:: Data under study ::

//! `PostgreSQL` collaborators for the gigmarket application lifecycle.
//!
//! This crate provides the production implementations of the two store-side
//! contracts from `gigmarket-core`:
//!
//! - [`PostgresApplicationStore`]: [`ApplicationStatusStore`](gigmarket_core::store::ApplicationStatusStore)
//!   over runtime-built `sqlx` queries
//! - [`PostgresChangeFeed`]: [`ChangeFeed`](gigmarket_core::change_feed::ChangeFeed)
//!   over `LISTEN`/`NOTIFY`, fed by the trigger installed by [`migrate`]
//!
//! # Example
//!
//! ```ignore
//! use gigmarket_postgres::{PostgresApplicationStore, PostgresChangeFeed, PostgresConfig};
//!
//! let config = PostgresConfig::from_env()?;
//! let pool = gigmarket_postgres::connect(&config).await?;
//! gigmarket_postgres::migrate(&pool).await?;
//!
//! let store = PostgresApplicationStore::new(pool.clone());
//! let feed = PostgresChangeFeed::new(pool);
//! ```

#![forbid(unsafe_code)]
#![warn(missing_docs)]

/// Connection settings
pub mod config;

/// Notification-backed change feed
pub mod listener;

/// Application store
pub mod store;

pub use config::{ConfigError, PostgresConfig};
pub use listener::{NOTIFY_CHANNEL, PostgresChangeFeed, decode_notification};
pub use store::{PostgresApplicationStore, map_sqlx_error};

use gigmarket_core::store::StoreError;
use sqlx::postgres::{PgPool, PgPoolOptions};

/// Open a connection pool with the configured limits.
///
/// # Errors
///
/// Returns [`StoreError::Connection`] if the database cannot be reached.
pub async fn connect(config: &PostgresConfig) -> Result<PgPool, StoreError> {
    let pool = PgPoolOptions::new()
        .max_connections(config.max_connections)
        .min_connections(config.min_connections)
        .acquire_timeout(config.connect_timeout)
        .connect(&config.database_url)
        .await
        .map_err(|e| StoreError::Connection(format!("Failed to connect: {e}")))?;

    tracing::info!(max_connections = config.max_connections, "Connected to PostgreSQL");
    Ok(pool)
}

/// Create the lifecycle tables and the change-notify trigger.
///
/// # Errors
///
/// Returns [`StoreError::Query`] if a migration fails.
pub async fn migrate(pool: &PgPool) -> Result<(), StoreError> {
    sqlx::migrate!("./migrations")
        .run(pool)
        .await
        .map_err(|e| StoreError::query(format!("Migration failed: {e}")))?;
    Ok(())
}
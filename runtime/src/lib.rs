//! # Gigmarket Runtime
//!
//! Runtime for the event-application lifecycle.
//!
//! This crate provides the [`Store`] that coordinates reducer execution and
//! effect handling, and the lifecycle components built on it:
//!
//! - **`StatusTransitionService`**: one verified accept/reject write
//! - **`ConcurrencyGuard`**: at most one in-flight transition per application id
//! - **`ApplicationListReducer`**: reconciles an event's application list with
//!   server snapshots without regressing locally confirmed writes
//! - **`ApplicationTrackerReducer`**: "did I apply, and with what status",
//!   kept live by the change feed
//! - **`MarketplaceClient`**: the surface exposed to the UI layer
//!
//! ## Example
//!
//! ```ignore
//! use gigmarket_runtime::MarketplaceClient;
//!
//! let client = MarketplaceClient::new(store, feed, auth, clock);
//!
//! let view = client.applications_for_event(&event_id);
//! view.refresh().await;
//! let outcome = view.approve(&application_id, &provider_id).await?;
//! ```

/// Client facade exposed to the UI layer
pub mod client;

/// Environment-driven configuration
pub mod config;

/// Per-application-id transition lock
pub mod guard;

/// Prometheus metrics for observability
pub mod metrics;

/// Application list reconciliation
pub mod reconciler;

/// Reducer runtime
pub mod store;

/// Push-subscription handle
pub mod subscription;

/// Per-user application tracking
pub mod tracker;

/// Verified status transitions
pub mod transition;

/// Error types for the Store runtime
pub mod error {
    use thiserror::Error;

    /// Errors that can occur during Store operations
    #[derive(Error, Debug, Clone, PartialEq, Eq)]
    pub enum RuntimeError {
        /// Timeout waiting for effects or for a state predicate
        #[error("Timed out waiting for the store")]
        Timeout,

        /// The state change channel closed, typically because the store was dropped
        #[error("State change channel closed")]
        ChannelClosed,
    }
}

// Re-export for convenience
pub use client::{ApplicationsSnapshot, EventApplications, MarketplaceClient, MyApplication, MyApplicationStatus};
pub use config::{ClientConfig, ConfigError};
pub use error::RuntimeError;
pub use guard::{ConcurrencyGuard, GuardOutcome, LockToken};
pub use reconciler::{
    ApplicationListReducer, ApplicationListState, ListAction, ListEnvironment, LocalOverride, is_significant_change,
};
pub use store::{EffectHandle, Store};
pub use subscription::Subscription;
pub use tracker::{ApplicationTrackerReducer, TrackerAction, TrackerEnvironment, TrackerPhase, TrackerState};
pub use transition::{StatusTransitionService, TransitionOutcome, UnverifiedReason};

:::

• [What this task involves]: Please return all of the entries shown above, exactly as they stand.

• [Task result]:
//! `PostgreSQL` collaborators for the gigmarket application lifecycle.
//!
//! This crate provides the production implementations of the two store-side
//! contracts from `gigmarket-core`:
//!
//! - [`PostgresApplicationStore`]: [`ApplicationStatusStore`](gigmarket_core::store::ApplicationStatusStore)
//!   over runtime-built `sqlx` queries
//! - [`PostgresChangeFeed`]: [`ChangeFeed`](gigmarket_core::change_feed::ChangeFeed)
//!   over `LISTEN`/`NOTIFY`, fed by the trigger installed by [`migrate`]
//!
//! # Example
//!
//! ```ignore
//! use gigmarket_postgres::{PostgresApplicationStore, PostgresChangeFeed, PostgresConfig};
//!
//! let config = PostgresConfig::from_env()?;
//! let pool = gigmarket_postgres::connect(&config).await?;
//! gigmarket_postgres::migrate(&pool).await?;
//!
//! let store = PostgresApplicationStore::new(pool.clone());
//! let feed = PostgresChangeFeed::new(pool);
//! ```

#![forbid(unsafe_code)]
#![warn(missing_docs)]

/// Connection settings
pub mod config;

/// Notification-backed change feed
pub mod listener;

/// Application store
pub mod store;

pub use config::{ConfigError, PostgresConfig};
pub use listener::{NOTIFY_CHANNEL, PostgresChangeFeed, decode_notification};
pub use store::{PostgresApplicationStore, map_sqlx_error};

use gigmarket_core::store::StoreError;
use sqlx::postgres::{PgPool, PgPoolOptions};

/// Open a connection pool with the configured limits.
///
/// # Errors
///
/// Returns [`StoreError::Connection`] if the database cannot be reached.
pub async fn connect(config: &PostgresConfig) -> Result<PgPool, StoreError> {
    let pool = PgPoolOptions::new()
        .max_connections(config.max_connections)
        .min_connections(config.min_connections)
        .acquire_timeout(config.connect_timeout)
        .connect(&config.database_url)
        .await
        .map_err(|e| StoreError::Connection(format!("Failed to connect: {e}")))?;

    tracing::info!(max_connections = config.max_connections, "Connected to PostgreSQL");
    Ok(pool)
}

/// Create the lifecycle tables and the change-notify trigger.
///
/// # Errors
///
/// Returns [`StoreError::Query`] if a migration fails.
pub async fn migrate(pool: &PgPool) -> Result<(), StoreError> {
    sqlx::migrate!("./migrations")
        .run(pool)
        .await
        .map_err(|e| StoreError::query(format!("Migration failed: {e}")))?;
    Ok(())
}
filename runtime/src/lib.rs
//! # Gigmarket Runtime
//!
//! Runtime for the event-application lifecycle.
//!
//! This crate provides the [`Store`] that coordinates reducer execution and
//! effect handling, and the lifecycle components built on it:
//!
//! - **`StatusTransitionService`**: one verified accept/reject write
//! - **`ConcurrencyGuard`**: at most one in-flight transition per application id
//! - **`ApplicationListReducer`**: reconciles an event's application list with
//!   server snapshots without regressing locally confirmed writes
//! - **`ApplicationTrackerReducer`**: "did I apply, and with what status",
//!   kept live by the change feed
//! - **`MarketplaceClient`**: the surface exposed to the UI layer
//!
//! ## Example
//!
//! ```ignore
//! use gigmarket_runtime::MarketplaceClient;
//!
//! let client = MarketplaceClient::new(store, feed, auth, clock);
//!
//! let view = client.applications_for_event(&event_id);
//! view.refresh().await;
//! let outcome = view.approve(&application_id, &provider_id).await?;
//! ```

/// Client facade exposed to the UI layer
pub mod client;

/// Environment-driven configuration
pub mod config;

/// Per-application-id transition lock
pub mod guard;

/// Prometheus metrics for observability
pub mod metrics;

/// Application list reconciliation
pub mod reconciler;

/// Reducer runtime
pub mod store;

/// Push-subscription handle
pub mod subscription;

/// Per-user application tracking
pub mod tracker;

/// Verified status transitions
pub mod transition;

/// Error types for the Store runtime
pub mod error {
    use thiserror::Error;

    /// Errors that can occur during Store operations
    #[derive(Error, Debug, Clone, PartialEq, Eq)]
    pub enum RuntimeError {
        /// Timeout waiting for effects or for a state predicate
        #[error("Timed out waiting for the store")]
        Timeout,

        /// The state change channel closed, typically because the store was dropped
        #[error("State change channel closed")]
        ChannelClosed,
    }
}

// Re-export for convenience
pub use client::{ApplicationsSnapshot, EventApplications, MarketplaceClient, MyApplication, MyApplicationStatus};
pub use config::{ClientConfig, ConfigError};
pub use error::RuntimeError;
pub use guard::{ConcurrencyGuard, GuardOutcome, LockToken};
pub use reconciler::{
    ApplicationListReducer, ApplicationListState, ListAction, ListEnvironment, LocalOverride, is_significant_change,
};
pub use store::{EffectHandle, Store};
pub use subscription::Subscription;
pub use tracker::{ApplicationTrackerReducer, TrackerAction, TrackerEnvironment, TrackerPhase, TrackerState};
pub use transition::{StatusTransitionService, TransitionOutcome, UnverifiedReason};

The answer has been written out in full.